Cinema16: World Short Films is a DVD featuring short films from multiple countries, directed by the likes of Guillermo del Toro, Alfonso Cuarón and Park Chan-Wook, as well as less widely known directors. It is the fifth and, to date, last in a series of DVDs released by Cinema16.

==Contents==
The short films included are Wasp, Judgement (Simpan), Sikumi (On the Ice), Doña Lupe, The Old Lady and the Pigeons, Attack on the Bakery, Two Cars, One Night, Sonata for Hitler, My Dad is 100 Years Old, Forklift Driver Klaus, Uncle, Quartet for the End of Time, Madame Tutli-Putli, A Girl's Own Story, Borom Sarret, and Soft.

==Reception==
A Movie Mail review says, "Add to this a couple of characteristically invigorating shorts by Mexico's Guillermo del Toro and Alfonso Cuarón, and a wonderfully left-field experiment in biography by Guy Maddin and Isabella Rossellini, and you have an essential collection."

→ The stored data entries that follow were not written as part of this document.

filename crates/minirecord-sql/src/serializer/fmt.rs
use super::{Formatter, Params};

macro_rules! fmt {
    ($f:expr, $( $fragments:expr )*) => {{
        $(
            $fragments.to_sql($f);
        )*
    }};
}

pub(super) trait ToSql {
    fn to_sql<T: Params>(self, f: &mut Formatter<'_, T>);
}

impl ToSql for &str {
    fn to_sql<T: Params>(self, f: &mut Formatter<'_, T>) {
        f.dst.push_str(self);
    }
}

impl ToSql for &String {
    fn to_sql<T: Params>(self, f: &mut Formatter<'_, T>) {
        f.dst.push_str(self);
    }
}

impl ToSql for i64 {
    fn to_sql<T: Params>(self, f: &mut Formatter<'_, T>) {
        use std::fmt::Write;

        let _ = write!(f.dst, "{self}");
    }
}

impl ToSql for u64 {
    fn to_sql<T: Params>(self, f: &mut Formatter<'_, T>) {
        use std::fmt::Write;

        let _ = write!(f.dst, "{self}");
    }
}
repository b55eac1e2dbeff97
//! Inflection helpers used to derive table, type, and key names.

use heck::{ToSnakeCase, ToUpperCamelCase};

/// `HumanBeing` -> `human_being`
pub fn snake_case(src: &str) -> String {
    src.to_snake_case()
}

/// `human_being` -> `HumanBeing`
pub fn camel_case(src: &str) -> String {
    src.to_upper_camel_case()
}

pub fn pluralize(word: &str) -> String {
    pluralizer::pluralize(word, 2, false)
}

pub fn singularize(word: &str) -> String {
    pluralizer::pluralize(word, 1, false)
}

/// Default table name for a record type: snake cased, then pluralized.
pub fn tableize(type_name: &str) -> String {
    pluralize(&snake_case(type_name))
}

/// Type name for a table: singularized, then camel cased.
pub fn classify(table_name: &str) -> String {
    camel_case(&singularize(table_name))
}
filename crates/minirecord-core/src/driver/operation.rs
mod exec_sql;
pub use exec_sql::ExecSql;

mod query_sql;
pub use query_sql::QuerySql;

#[derive(Debug, Clone, PartialEq)]
pub enum Operation {
    /// Execute a statement that returns rows
    QuerySql(QuerySql),

    /// Execute a statement that only reports the number of affected rows
    ExecSql(ExecSql),
}

impl Operation {
    /// The SQL text of the operation.
    pub fn sql(&self) -> &str {
        match self {
            Operation::QuerySql(op) => &op.sql,
            Operation::ExecSql(op) => &op.sql,
        }
    }

    pub fn is_query_sql(&self) -> bool {
        matches!(self, Operation::QuerySql(_))
    }

    pub fn is_exec_sql(&self) -> bool {
        matches!(self, Operation::ExecSql(_))
    }
}
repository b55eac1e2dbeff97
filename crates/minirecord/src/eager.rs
use crate::{association, Db, Record, Result};

use minirecord_core::stmt::Value;
use std::{collections::HashMap, ops::Deref};

/// A record loaded together with one of its associations.
///
/// Derefs to the record.
#[derive(Debug, Clone, PartialEq)]
pub struct Included<T, A> {
    record: T,
    associated: Vec<A>,
}

impl<T, A> Included<T, A> {
    pub fn record(&self) -> &T {
        &self.record
    }

    /// The associated records: at most one for a belongs-to association.
    pub fn associated(&self) -> &[A] {
        &self.associated
    }

    /// The single associated record of a belongs-to association.
    pub fn one(&self) -> Option<&A> {
        self.associated.first()
    }

    pub fn into_parts(self) -> (T, Vec<A>) {
        (self.record, self.associated)
    }
}

impl<T, A> Deref for Included<T, A> {
    type Target = T;

    fn deref(&self) -> &T {
        &self.record
    }
}

/// Loads every `T` and every `A`, then matches them in memory on the
/// association's keys. Two queries no matter how many records there are.
pub(crate) fn includes<T: Record, A: Record>(db: &Db, name: &str) -> Result<Vec<Included<T, A>>> {
    let association = association::declared::<T, A>(db, name)?;
    let single = association.is_belongs_to();

    let records = T::all(db)?;
    let targets = A::all(db)?;

    // `other_key` value -> positions in `targets`. NULL never matches.
    let mut index: HashMap<Value, Vec<usize>> = HashMap::new();
    for (position, target) in targets.iter().enumerate() {
        let key = target.read(association.other_key())?;

        if !key.is_null() {
            index.entry(key).or_default().push(position);
        }
    }

    tracing::debug!(
        association = name,
        records = records.len(),
        targets = targets.len(),
        "eager loaded association"
    );

    let mut included = Vec::with_capacity(records.len());

    for record in records {
        let key = record.read(association.self_key())?;

        let mut associated: Vec<A> = match index.get(&key) {
            Some(positions) if !key.is_null() => positions
                .iter()
                .map(|&position| targets[position].clone())
                .collect(),
            _ => vec![],
        };

        // A belongs-to resolves to its first match only
        if single {
            associated.truncate(1);
        }

        included.push(Included { record, associated });
    }

    Ok(included)
}
#[macro_export]
macro_rules! assert_none {
    ($e:expr) => {
        match &$e {
            None => {}
            actual => panic!("expected `None`; actual={:?}", actual),
        }
    };
}
mod column;
pub use column::ColumnRef;

mod expr;
pub use expr::Expr;

mod insert;
pub use insert::Insert;

mod join;
pub use join::Join;

mod select;
pub use select::Select;

mod update;
pub use update::Update;

pub use minirecord_core::stmt::{Attributes, Value};

/// A statement the record layer knows how to generate.
///
/// Table and column names are written into the SQL text as-is; only values
/// are bound as parameters. Callers must pass identifiers taken from
/// registered schema metadata.
#[derive(Debug, Clone, PartialEq)]
pub enum Statement {
    Select(Select),
    Insert(Insert),
    Update(Update),
}

impl Statement {
    /// True for statements that return rows.
    pub fn is_query(&self) -> bool {
        matches!(self, Statement::Select(_))
    }
}

impl From<Select> for Statement {
    fn from(value: Select) -> Self {
        Statement::Select(value)
    }
}

impl From<Insert> for Statement {
    fn from(value: Insert) -> Self {
        Statement::Insert(value)
    }
}

impl From<Update> for Statement {
    fn from(value: Update) -> Self {
        Statement::Update(value)
    }
}
mod adhoc;
mod driver;
mod invalid_association;
mod invalid_connection_url;
mod type_conversion;
mod unknown_attribute;
mod unknown_model;
mod unsupported_operation;

use adhoc::AdhocError;
use driver::DriverError;
use invalid_association::InvalidAssociationError;
use invalid_connection_url::InvalidConnectionUrl;
use std::sync::Arc;
use type_conversion::TypeConversionError;
use unknown_attribute::UnknownAttributeError;
use unknown_model::UnknownModelError;
use unsupported_operation::UnsupportedOperationError;

/// Returns early with an ad hoc [`Error`] built from a format string.
#[macro_export]
macro_rules! bail {
    ($($arg:tt)*) => {
        return Err($crate::Error::from_args(format_args!($($arg)*)))
    };
}

/// Builds an ad hoc [`Error`] from a format string.
#[macro_export]
macro_rules! err {
    ($($arg:tt)*) => {
        $crate::Error::from_args(format_args!($($arg)*))
    };
}

/// An error that can occur in minirecord.
#[derive(Clone)]
pub struct Error {
    inner: Option<Arc<ErrorInner>>,
}

#[derive(Debug)]
struct ErrorInner {
    kind: ErrorKind,
    cause: Option<Error>,
}

impl Error {
    /// Adds context to this error.
    ///
    /// Context is displayed in reverse order: the most recently added context is shown first,
    /// followed by earlier context, ending with the root cause.
    #[inline(always)]
    pub fn context(self, consequent: impl IntoError) -> Error {
        self.context_impl(consequent.into_error())
    }

    #[inline(never)]
    #[cold]
    fn context_impl(self, consequent: Error) -> Error {
        let kind = match consequent.inner {
            Some(inner) => match Arc::try_unwrap(inner) {
                Ok(inner) => {
                    assert!(
                        inner.cause.is_none(),
                        "consequent error must not already have a cause"
                    );
                    inner.kind
                }
                Err(shared) => ErrorKind::Shared(Error {
                    inner: Some(shared),
                }),
            },
            None => ErrorKind::Unknown,
        };

        Error {
            inner: Some(Arc::new(ErrorInner {
                kind,
                cause: Some(self),
            })),
        }
    }

    /// Returns the innermost error of the context chain.
    pub fn root(&self) -> &Error {
        self.chain().last().unwrap_or(self)
    }

    fn chain(&self) -> impl Iterator<Item = &Error> {
        let mut err = self;
        core::iter::once(err).chain(core::iter::from_fn(move || {
            err = err.inner.as_ref().and_then(|inner| inner.cause.as_ref())?;
            Some(err)
        }))
    }

    fn kind(&self) -> &ErrorKind {
        match self.inner.as_ref().map(|inner| &inner.kind) {
            Some(ErrorKind::Shared(err)) => err.kind(),
            Some(kind) => kind,
            None => &ErrorKind::Unknown,
        }
    }
}

impl std::error::Error for Error {
    fn source(&self) -> Option<&(dyn std::error::Error + 'static)> {
        match self.kind() {
            ErrorKind::Driver(err) => Some(err),
            ErrorKind::Anyhow(err) => Some(err.as_ref()),
            _ => None,
        }
    }
}

impl core::fmt::Display for Error {
    fn fmt(&self, f: &mut core::fmt::Formatter) -> core::fmt::Result {
        let mut it = self.chain().peekable();
        while let Some(err) = it.next() {
            core::fmt::Display::fmt(err.kind(), f)?;
            if it.peek().is_some() {
                f.write_str(": ")?;
            }
        }
        Ok(())
    }
}

impl core::fmt::Debug for Error {
    fn fmt(&self, f: &mut core::fmt::Formatter) -> core::fmt::Result {
        if !f.alternate() {
            core::fmt::Display::fmt(self, f)
        } else {
            let Some(ref inner) = self.inner else {
                return f.debug_struct("Error").field("kind", &"None").finish();
            };
            f.debug_struct("Error")
                .field("kind", &inner.kind)
                .field("cause", &inner.cause)
                .finish()
        }
    }
}

#[derive(Debug)]
enum ErrorKind {
    Anyhow(anyhow::Error),
    Adhoc(AdhocError),
    Driver(DriverError),
    InvalidConnectionUrl(InvalidConnectionUrl),
    UnknownAttribute(UnknownAttributeError),
    UnknownModel(UnknownModelError),
    InvalidAssociation(InvalidAssociationError),
    UnsupportedOperation(UnsupportedOperationError),
    TypeConversion(TypeConversionError),
    /// A consequent still referenced elsewhere; only its own kind is shown
    Shared(Error),
    Unknown,
}

impl core::fmt::Display for ErrorKind {
    fn fmt(&self, f: &mut core::fmt::Formatter) -> core::fmt::Result {
        use self::ErrorKind::*;

        match self {
            Anyhow(err) => core::fmt::Display::fmt(err, f),
            Adhoc(err) => core::fmt::Display::fmt(err, f),
            Driver(err) => core::fmt::Display::fmt(err, f),
            InvalidConnectionUrl(err) => core::fmt::Display::fmt(err, f),
            UnknownAttribute(err) => core::fmt::Display::fmt(err, f),
            UnknownModel(err) => core::fmt::Display::fmt(err, f),
            InvalidAssociation(err) => core::fmt::Display::fmt(err, f),
            UnsupportedOperation(err) => core::fmt::Display::fmt(err, f),
            TypeConversion(err) => core::fmt::Display::fmt(err, f),
            Shared(err) => core::fmt::Display::fmt(err.kind(), f),
            Unknown => f.write_str("unknown minirecord error"),
        }
    }
}

impl From<ErrorKind> for Error {
    fn from(kind: ErrorKind) -> Error {
        Error {
            inner: Some(Arc::new(ErrorInner { kind, cause: None })),
        }
    }
}

impl From<anyhow::Error> for Error {
    fn from(err: anyhow::Error) -> Error {
        Error::from(ErrorKind::Anyhow(err))
    }
}

impl From<std::io::Error> for Error {
    fn from(err: std::io::Error) -> Error {
        Error::from(anyhow::Error::from(err))
    }
}

/// Trait for types that can be converted into an Error.
pub trait IntoError {
    /// Converts this type into an Error.
    fn into_error(self) -> Error;
}

impl IntoError for Error {
    #[inline(always)]
    fn into_error(self) -> Error {
        self
    }
}

impl IntoError for &str {
    fn into_error(self) -> Error {
        Error::from(ErrorKind::Adhoc(AdhocError::new(self.to_string())))
    }
}

impl IntoError for String {
    fn into_error(self) -> Error {
        Error::from(ErrorKind::Adhoc(AdhocError::new(self)))
    }
}
mod association;

pub mod db;
pub use db::Db;

mod eager;
pub use eager::Included;

mod record;
pub use record::Record;

mod relation;
pub use relation::Relation;

pub mod schema;

pub use minirecord_core::{
    attrs, bail, driver, err,
    stmt::{self, Attributes, Value},
    Error, Result,
};

pub use minirecord_macros::Record;

#[doc(hidden)]
pub mod codegen_support {
    pub use crate::{Db, Record, Relation};
    pub use minirecord_core::{
        schema::{AssociationOptions, Associations},
        stmt::{Primitive, Value},
        Error, Result,
    };
    pub use std::{
        convert::Into,
        option::Option::{self, None, Some},
        result::Result::{Err, Ok},
    };
}
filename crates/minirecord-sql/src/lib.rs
pub mod serializer;
pub use serializer::{Params, Placeholder, Serializer};

pub mod stmt;
pub use stmt::Statement;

A Scotsman review says, "With many of the films boasting insightful director commentaries, too, it's also like having your own film-school tutorials. The best one comes from Guillermo del Toro, courtesy of the self-deprecating chat-track for his extremely rough-looking noir thriller, Doña Lupe, shot when he was 19.

A DVD Verdict review criticised the release for including Wasp - "Been there, done that."